Consumers swamp Luckin Coffee app in wake of controversy

Disgraced Chinese coffee giant Luckin has apologised to customers and promised business as usual following a widely publicised admission that the firm had fabricated sales figures.

The apology came while downloads of its delivery app skyrocket as Chinese consumers seek to take advantage of a longstanding offer of a free drink. Reporting suggests downloaders are eager to cash in on the offer while the company’s future remains in question.

The scramble to download the app has made it temporarily the second-most-popular free app in China, up from its usual ranking of around 70th to 100th place. In some cities services offered via the app have frozen due to demand overload.

Observers both within China and worldwide were stunned by the shocking admission that the firm’s COO and other staff had filed false sales data in an attempt to boost the company’s value within a year of its IPO. The news wiped more than US$5 billion off Luckin Coffee’s market capitalisation and sent its share price plummeting 80 per cent as stockholders dumped their stakes.

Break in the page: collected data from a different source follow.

//! Declarative construction macros.
//!
//! [`handler_map!`](crate::handler_map!) builds a nested
//! [`HandlerMap`](crate::handler_map::HandlerMap) from `key => handler`
//! entries, and [`action_names!`](crate::action_names!) builds the nested
//! [`ActionNames`](crate::creator::ActionNames) tree consumed by
//! [`ActionCreators`](crate::creator::ActionCreators).

/// Build a [`HandlerMap`](crate::handler_map::HandlerMap) from
/// `key => handler` entries.
///
/// Three entry forms exist:
///
/// - `key => handler` adds a single-function handler,
/// - `key => (on_success, on_failure)` adds a success/failure pair,
/// - `key => { entries }` nests a sub-map under `key`.
///
/// Entries keep their written order through flattening and into the
/// assembled reducer's guard order.
///
/// # Examples
///
/// ```
/// use foldux_core::{create_reducer, handler_map, Action};
///
/// #[derive(Clone, Debug, PartialEq)]
/// struct CounterState {
///     counter: i64,
/// }
///
/// let map = handler_map! {
///     "increment" => |state: CounterState, action: &Action<i64>| CounterState {
///         counter: state.counter + action.payload().copied().unwrap_or(0),
///     },
///     "app" => {
///         "reset" => |_state, _action| CounterState { counter: 0 },
///         "notify" => (
///             |state, _action| state,
///             |_state, _action| CounterState { counter: -1 },
///         ),
///     },
/// };
///
/// let reducer = create_reducer(map, CounterState { counter: 0 })?;
/// let state = reducer.reduce(None, &Action::new("increment").with_payload(2));
/// assert_eq!(state, CounterState { counter: 2 });
///
/// let state = reducer.reduce(Some(state), &Action::new("app/reset"));
/// assert_eq!(state, CounterState { counter: 0 });
/// # Ok::<(), foldux_core::ConfigError>(())
/// ```
#[macro_export]
macro_rules! handler_map {
    (@map $map:expr, ) => { $map };
    (@map $map:expr, $key:expr => { $($inner:tt)* } $(, $($rest:tt)*)?) => {
        $crate::handler_map!(
            @map $map.namespace($key, $crate::handler_map!($($inner)*)),
            $($($rest)*)?
        )
    };
    (@map $map:expr, $key:expr => ($on_success:expr, $on_failure:expr $(,)?) $(, $($rest:tt)*)?) => {
        $crate::handler_map!(
            @map $map.on_split($key, $on_success, $on_failure),
            $($($rest)*)?
        )
    };
    (@map $map:expr, $key:expr => $handler:expr $(, $($rest:tt)*)?) => {
        $crate::handler_map!(
            @map $map.on($key, $handler),
            $($($rest)*)?
        )
    };
    () => { $crate::handler_map::HandlerMap::new() };
    ($($body:tt)+) => {
        $crate::handler_map!(@map $crate::handler_map::HandlerMap::new(), $($body)+)
    };
}

/// Build an [`ActionNames`](crate::creator::ActionNames) tree from a list
/// of names and `name => { names }` namespaces.
///
/// # Examples
///
/// ```
/// use foldux_core::{action_names, ActionCreators};
///
/// let creators = ActionCreators::builder()
///     .names(action_names! {
///         "login",
///         "app" => {
///             "counter" => { "increment", "decrement" },
///             "notify",
///         },
///     })
///     .divider(":")
///     .build()?;
///
/// assert!(creators.get("app:counter:increment").is_some());
/// assert!(creators.get("login").is_some());
/// # Ok::<(), foldux_core::ConfigError>(())
/// ```
#[macro_export]
macro_rules! action_names {
    (@tree $tree:expr, ) => { $tree };
    (@tree $tree:expr, $name:expr => { $($inner:tt)* } $(, $($rest:tt)*)?) => {
        $crate::action_names!(
            @tree $tree.namespace($name, $crate::action_names!($($inner)*)),
            $($($rest)*)?
        )
    };
    (@tree $tree:expr, $name:expr $(, $($rest:tt)*)?) => {
        $crate::action_names!(
            @tree $tree.action($name),
            $($($rest)*)?
        )
    };
    () => { $crate::creator::ActionNames::new() };
    ($($body:tt)+) => {
        $crate::action_names!(@tree $crate::creator::ActionNames::new(), $($body)+)
    };
}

On Monday, Luckin’s chairman Charles Zhengyao Lu and CEO Jenny Zhiya Qian conceded their shares to lenders after defaulting on a $518 million margin loan. Class B shares totalling 515,355,752 and 95,445,000 class A shares in the firm had been pledged as loan security.

Banks involved in the loan, including Goldman Sachs, Morgan Stanley, Credit Suisse, Haitong, CICC and Barclays are now holding discussions on a potential sale of the shares.

Before the revelation, Luckin had been widely heralded as a serious competitor to Starbucks within the territory, surpassing the total number of outlets operated by Starbucks China earlier this year.